Saved entries:
+===+

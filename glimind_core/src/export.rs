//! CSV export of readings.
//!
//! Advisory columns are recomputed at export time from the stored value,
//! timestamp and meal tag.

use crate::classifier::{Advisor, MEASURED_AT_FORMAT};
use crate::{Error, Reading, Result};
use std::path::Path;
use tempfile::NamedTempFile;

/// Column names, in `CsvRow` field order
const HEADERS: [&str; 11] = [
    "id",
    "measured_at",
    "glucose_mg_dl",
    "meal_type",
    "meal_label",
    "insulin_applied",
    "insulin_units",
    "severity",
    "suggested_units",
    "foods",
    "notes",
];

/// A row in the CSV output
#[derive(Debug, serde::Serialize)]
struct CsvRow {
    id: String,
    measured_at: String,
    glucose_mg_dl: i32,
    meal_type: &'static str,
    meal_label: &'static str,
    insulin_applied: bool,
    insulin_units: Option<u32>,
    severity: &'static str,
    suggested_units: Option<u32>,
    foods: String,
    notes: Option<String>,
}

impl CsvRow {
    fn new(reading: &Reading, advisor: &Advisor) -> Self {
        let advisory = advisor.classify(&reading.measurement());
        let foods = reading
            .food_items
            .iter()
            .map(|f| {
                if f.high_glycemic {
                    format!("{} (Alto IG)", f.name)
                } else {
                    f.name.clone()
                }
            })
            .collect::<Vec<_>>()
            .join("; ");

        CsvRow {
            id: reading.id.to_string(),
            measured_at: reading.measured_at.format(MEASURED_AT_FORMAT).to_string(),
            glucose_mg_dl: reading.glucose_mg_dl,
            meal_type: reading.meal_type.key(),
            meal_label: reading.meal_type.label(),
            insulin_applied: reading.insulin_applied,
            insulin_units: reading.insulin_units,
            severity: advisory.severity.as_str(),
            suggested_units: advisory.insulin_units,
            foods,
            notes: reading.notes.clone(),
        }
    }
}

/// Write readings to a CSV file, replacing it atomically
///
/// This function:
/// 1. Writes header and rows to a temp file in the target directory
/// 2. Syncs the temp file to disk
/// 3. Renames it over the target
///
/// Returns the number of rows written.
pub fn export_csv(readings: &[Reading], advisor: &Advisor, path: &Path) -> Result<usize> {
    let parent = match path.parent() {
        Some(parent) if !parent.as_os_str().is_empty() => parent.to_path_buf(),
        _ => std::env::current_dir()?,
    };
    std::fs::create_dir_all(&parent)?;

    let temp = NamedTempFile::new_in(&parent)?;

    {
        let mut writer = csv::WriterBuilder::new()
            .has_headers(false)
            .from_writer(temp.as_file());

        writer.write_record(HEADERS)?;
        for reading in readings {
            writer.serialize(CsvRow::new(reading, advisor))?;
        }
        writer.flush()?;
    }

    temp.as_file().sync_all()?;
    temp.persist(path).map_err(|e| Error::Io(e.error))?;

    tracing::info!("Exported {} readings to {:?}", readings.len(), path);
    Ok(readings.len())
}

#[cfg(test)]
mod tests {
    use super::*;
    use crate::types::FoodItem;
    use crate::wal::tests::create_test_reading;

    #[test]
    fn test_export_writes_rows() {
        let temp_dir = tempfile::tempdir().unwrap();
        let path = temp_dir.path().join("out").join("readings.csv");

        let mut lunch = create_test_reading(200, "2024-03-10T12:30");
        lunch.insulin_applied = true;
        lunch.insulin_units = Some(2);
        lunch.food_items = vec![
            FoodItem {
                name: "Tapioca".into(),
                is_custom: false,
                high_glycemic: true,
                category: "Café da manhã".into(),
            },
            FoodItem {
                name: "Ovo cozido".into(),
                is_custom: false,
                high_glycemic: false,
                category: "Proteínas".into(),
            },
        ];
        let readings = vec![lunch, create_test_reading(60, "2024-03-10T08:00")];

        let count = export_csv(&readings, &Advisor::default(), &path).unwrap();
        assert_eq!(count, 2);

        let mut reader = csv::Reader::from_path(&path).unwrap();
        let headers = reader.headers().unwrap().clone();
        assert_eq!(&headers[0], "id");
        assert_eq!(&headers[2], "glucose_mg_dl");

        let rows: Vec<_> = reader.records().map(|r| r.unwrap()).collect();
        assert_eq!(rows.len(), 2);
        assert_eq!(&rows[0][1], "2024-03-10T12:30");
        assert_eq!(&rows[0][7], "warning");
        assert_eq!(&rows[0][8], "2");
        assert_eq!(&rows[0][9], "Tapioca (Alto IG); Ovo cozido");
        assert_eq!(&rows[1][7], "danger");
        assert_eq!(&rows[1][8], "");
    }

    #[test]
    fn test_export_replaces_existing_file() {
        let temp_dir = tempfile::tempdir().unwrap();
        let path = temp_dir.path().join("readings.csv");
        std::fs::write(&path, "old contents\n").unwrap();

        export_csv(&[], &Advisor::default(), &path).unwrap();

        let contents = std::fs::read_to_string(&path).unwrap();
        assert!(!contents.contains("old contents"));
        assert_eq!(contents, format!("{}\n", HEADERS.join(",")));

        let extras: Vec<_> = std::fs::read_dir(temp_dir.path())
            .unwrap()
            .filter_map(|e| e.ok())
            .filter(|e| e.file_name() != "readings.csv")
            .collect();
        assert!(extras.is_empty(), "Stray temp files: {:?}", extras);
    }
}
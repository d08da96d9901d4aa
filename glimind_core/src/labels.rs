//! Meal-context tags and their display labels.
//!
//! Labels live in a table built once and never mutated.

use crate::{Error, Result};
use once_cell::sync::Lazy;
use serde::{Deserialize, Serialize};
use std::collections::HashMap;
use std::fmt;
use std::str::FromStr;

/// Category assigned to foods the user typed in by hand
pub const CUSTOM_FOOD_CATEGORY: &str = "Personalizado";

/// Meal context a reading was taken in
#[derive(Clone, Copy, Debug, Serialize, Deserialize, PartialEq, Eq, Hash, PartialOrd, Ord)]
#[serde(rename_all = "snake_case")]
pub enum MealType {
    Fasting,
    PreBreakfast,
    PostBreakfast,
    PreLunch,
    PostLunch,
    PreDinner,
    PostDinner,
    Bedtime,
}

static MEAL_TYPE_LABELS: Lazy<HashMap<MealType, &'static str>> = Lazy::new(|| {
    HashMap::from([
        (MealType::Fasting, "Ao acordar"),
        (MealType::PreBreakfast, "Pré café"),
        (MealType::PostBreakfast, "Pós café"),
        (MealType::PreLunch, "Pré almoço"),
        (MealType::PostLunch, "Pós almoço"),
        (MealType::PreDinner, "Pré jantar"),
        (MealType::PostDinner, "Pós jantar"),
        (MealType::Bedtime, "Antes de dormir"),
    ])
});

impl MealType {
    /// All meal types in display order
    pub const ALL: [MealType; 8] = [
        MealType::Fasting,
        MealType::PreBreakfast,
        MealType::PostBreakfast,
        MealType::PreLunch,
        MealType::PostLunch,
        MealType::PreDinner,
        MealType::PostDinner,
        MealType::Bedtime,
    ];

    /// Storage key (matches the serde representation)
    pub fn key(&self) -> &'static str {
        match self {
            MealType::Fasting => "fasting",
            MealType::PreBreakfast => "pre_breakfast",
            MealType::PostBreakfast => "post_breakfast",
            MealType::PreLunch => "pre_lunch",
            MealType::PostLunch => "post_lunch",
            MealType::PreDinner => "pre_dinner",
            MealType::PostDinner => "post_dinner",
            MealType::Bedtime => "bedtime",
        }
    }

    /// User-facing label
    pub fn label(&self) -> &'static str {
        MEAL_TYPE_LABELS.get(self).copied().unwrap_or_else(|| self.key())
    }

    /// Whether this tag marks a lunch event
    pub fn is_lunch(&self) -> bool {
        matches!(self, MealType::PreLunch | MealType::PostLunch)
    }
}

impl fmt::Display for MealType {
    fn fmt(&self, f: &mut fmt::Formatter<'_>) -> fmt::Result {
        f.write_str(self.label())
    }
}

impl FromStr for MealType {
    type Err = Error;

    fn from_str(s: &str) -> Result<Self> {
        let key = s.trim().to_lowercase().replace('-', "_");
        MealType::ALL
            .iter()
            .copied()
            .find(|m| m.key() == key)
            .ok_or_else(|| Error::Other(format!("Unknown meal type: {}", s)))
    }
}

+===+

## [TASK STATEMENT]
Lines from the entries that contain the word "true" are what the answer must hold.

## [EXPECTED ANSWER]
        lunch.insulin_applied = true;
                high_glycemic: true,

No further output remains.